You probably won't find them brainstorming with your C-suite or marketing team.
It's important to talk with customers, sales, and the people who use the product.
To help you dig, Jennifer offered the following advice.
Put on your journalist hat.
You can start with the basic question set of the five W's: who, what, when, where, why, and how.
Use these questions to drill into your product's features and how those features translate into direct customer benefits.
Always get the dog's name.
Journalists are trained to ask for specifics. If someone mentions a dog as part of the story, get the dog's name and breed. It'll add color to the story.
You might be thinking, "dog, what dog?" Maybe your software doesn't have a dog component. The point is, be specific.
Recently, Jennifer wrote a case study for a child management software program.
The customer mentioned the software helped them manage government subsidies. So, she asked what type of subsidies, how much it saved them, and related questions.
Seeking out real-life examples can lead to those priceless "aha" moments.
Jennifer's favorite questioning technique for gathering examples is to ask the question, "so what?"
Jennifer writes for a software client that offers a scheduling product for dog groomers.
When she interviewed the customer, a dog grooming salon owner, he raved about the automated email and text reminders.
"You might just think, yes, that makes sense," said Jennifer. "They can send the reminders a day or two ahead of time and say, Hey, you know, Fluffy's appointment is on Thursday at 2:00, don't forget."
But when she asked, "so what" and dug a little deeper, she learned that the salon owner was saving $70,000 per year, per groomer, resulting from having fewer no-shows.
Now THAT's a "pocket-sized" story.
Concrete examples like this are what help cut through customer hesitations and destroy perceived obstacles.
Both the Apple iPod and dog groomer examples point to the value of speaking to specific product benefits.
This means that you constantly need to look at product features under a microscope to understand how those features help your customers and in what ways.
"If you keep applying that over and over again, it can really help you kind of get to the crux of the matter so that you're going, oh yes, I got it. This is gold," Jennifer said.

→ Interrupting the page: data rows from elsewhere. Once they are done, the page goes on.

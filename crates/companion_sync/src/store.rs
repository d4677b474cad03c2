//! Durable state for the sync queue, delta log and mirror cache

use crate::cache::CacheSnapshot;
use crate::delta::DeltaTracker;
use crate::error::{SyncError, SyncResult};
use crate::program::Selection;
use crate::types::SyncOperation;
use serde::{Deserialize, Serialize};
use serde_json::Value;
use std::collections::BTreeMap;
use std::fs;
use std::path::{Path, PathBuf};
use std::sync::Mutex;
use tracing::*;

const STATE_FILE: &str = "state.json";

/// Everything the coordinator needs to resume after a restart
#[derive(Debug, Clone, Default, PartialEq, Serialize, Deserialize)]
#[serde(default)]
pub struct PersistedState {
    pub selection: Option<Selection>,
    pub local: BTreeMap<String, Value>,
    pub cache: CacheSnapshot,
    pub queue: Vec<SyncOperation>,
    pub tracker: DeltaTracker,
}

pub trait StateStore: Send + Sync {
    fn load(&self) -> SyncResult<Option<PersistedState>>;
    fn save(&self, state: &PersistedState) -> SyncResult<()>;
}

#[derive(Debug, Default)]
pub struct MemoryStore {
    state: Mutex<Option<PersistedState>>,
}

impl MemoryStore {
    pub fn new() -> Self {
        Self::default()
    }
}

fn poisoned(operation: &str) -> SyncError {
    SyncError::Storage {
        operation: operation.to_string(),
        reason: "state lock poisoned".to_string(),
    }
}

impl StateStore for MemoryStore {
    fn load(&self) -> SyncResult<Option<PersistedState>> {
        Ok(self.state.lock().map_err(|_| poisoned("load"))?.clone())
    }

    fn save(&self, state: &PersistedState) -> SyncResult<()> {
        *self.state.lock().map_err(|_| poisoned("save"))? = Some(state.clone());
        Ok(())
    }
}

/// JSON document under a data directory, replaced atomically on every save
#[derive(Debug, Clone)]
pub struct JsonFileStore {
    dir: PathBuf,
}

impl JsonFileStore {
    pub fn open(dir: impl AsRef<Path>) -> SyncResult<Self> {
        let dir = dir.as_ref().to_path_buf();
        fs::create_dir_all(&dir).map_err(|e| SyncError::Storage {
            operation: "open".to_string(),
            reason: format!("{}: {e}", dir.display()),
        })?;
        info!(dir = %dir.display(), "Using file-backed sync state");
        Ok(Self { dir })
    }

    pub fn path(&self) -> PathBuf {
        self.dir.join(STATE_FILE)
    }
}

impl StateStore for JsonFileStore {
    fn load(&self) -> SyncResult<Option<PersistedState>> {
        let path = self.path();
        if !path.exists() {
            return Ok(None);
        }
        let bytes = fs::read(&path)?;
        let state = serde_json::from_slice(&bytes).map_err(|e| SyncError::Storage {
            operation: "load".to_string(),
            reason: format!("{}: {e}", path.display()),
        })?;
        Ok(Some(state))
    }

    fn save(&self, state: &PersistedState) -> SyncResult<()> {
        let path = self.path();
        let tmp = path.with_extension("json.tmp");
        fs::write(&tmp, serde_json::to_vec_pretty(state)?)?;
        fs::rename(&tmp, &path)?;
        trace!(path = %path.display(), "Sync state saved");
        Ok(())
    }
}

#[cfg(test)]
mod tests {
    use super::*;
    use crate::cache::MirrorCache;
    use crate::program::TrainingLevel;
    use crate::types::{DeltaChange, SyncPriority};
    use serde_json::json;
    use tempfile::TempDir;

    fn sample_state() -> PersistedState {
        let mut cache = MirrorCache::new();
        cache.apply(&DeltaChange::upsert("progress.current_week", json!(4), false, 10));
        let mut tracker = DeltaTracker::new();
        tracker.record(DeltaChange::upsert("progress.current_week", json!(5), true, 20));

        PersistedState {
            selection: Some(Selection::new(TrainingLevel::Advanced, 4).unwrap()),
            local: [("progress.current_week".to_string(), json!(5))].into_iter().collect(),
            cache: cache.snapshot().clone(),
            queue: vec![SyncOperation::new("complete_session", json!("w01d1"), SyncPriority::UserProgress, 30)],
            tracker,
        }
    }

    #[test]
    fn file_store_survives_reopen() {
        let dir = TempDir::new().unwrap();
        let state = sample_state();

        let store = JsonFileStore::open(dir.path()).unwrap();
        assert_eq!(store.load().unwrap(), None);
        store.save(&state).unwrap();

        let reopened = JsonFileStore::open(dir.path()).unwrap();
        assert_eq!(reopened.load().unwrap(), Some(state));
        assert!(!dir.path().join("state.json.tmp").exists());
    }

    #[test]
    fn corrupt_file_is_a_storage_error() {
        let dir = TempDir::new().unwrap();
        std::fs::write(dir.path().join(STATE_FILE), b"{not json").unwrap();
        let err = JsonFileStore::open(dir.path()).unwrap().load().unwrap_err();
        assert_eq!(err.category(), "storage");
    }

    #[test]
    fn memory_store_round_trip() {
        let store = MemoryStore::new();
        assert_eq!(store.load().unwrap(), None);
        let state = sample_state();
        store.save(&state).unwrap();
        assert_eq!(store.load().unwrap(), Some(state));
    }
}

She provided another example demonstrating how the note-taking app Evernote's marketing strategy has evolved from vague to specific over time.
In 2013, Evernote used the headline "Remember Everything."
In 2021, their headline reads, "Accomplish more with better notes: Evernote helps you capture ideas and find them fast."
They've given a benefit to "Remember Everything."
The concept of turning something generic into something specific underpins the success of pocket-sized positioning stories.
For example, almost every SaaS company wants to show great customer service and save clients money.
But just stating the obvious doesn't help you stand out from the crowd. In contrast, take a look at the following examples:
"If you can put in specific numbers, that increases your trustworthiness," Jennifer said. "People take note of that, and they go, Oh, well, they must have some data that backs it up."
The more specific you can be, the more real your product will seem to customers and the more likely they will buy.
While micro-stories can make great headlines, you should feel free to use them anywhere you can.
Your story might look slightly different in an advertisement than a landing page or email sequence.
The way you use the story can change. You can pull out key elements and expand, contract, and tweak them as needed will serve you well.
Jennifer recommends saving all of your stories in one place, such as a database or Google Drive, and sharing them across your team.
"Share it amongst the team, share amongst any outsourced copywriters," she said. "Add it to your personas. It really adds to flesh out what your customers care about and what they're concerned about."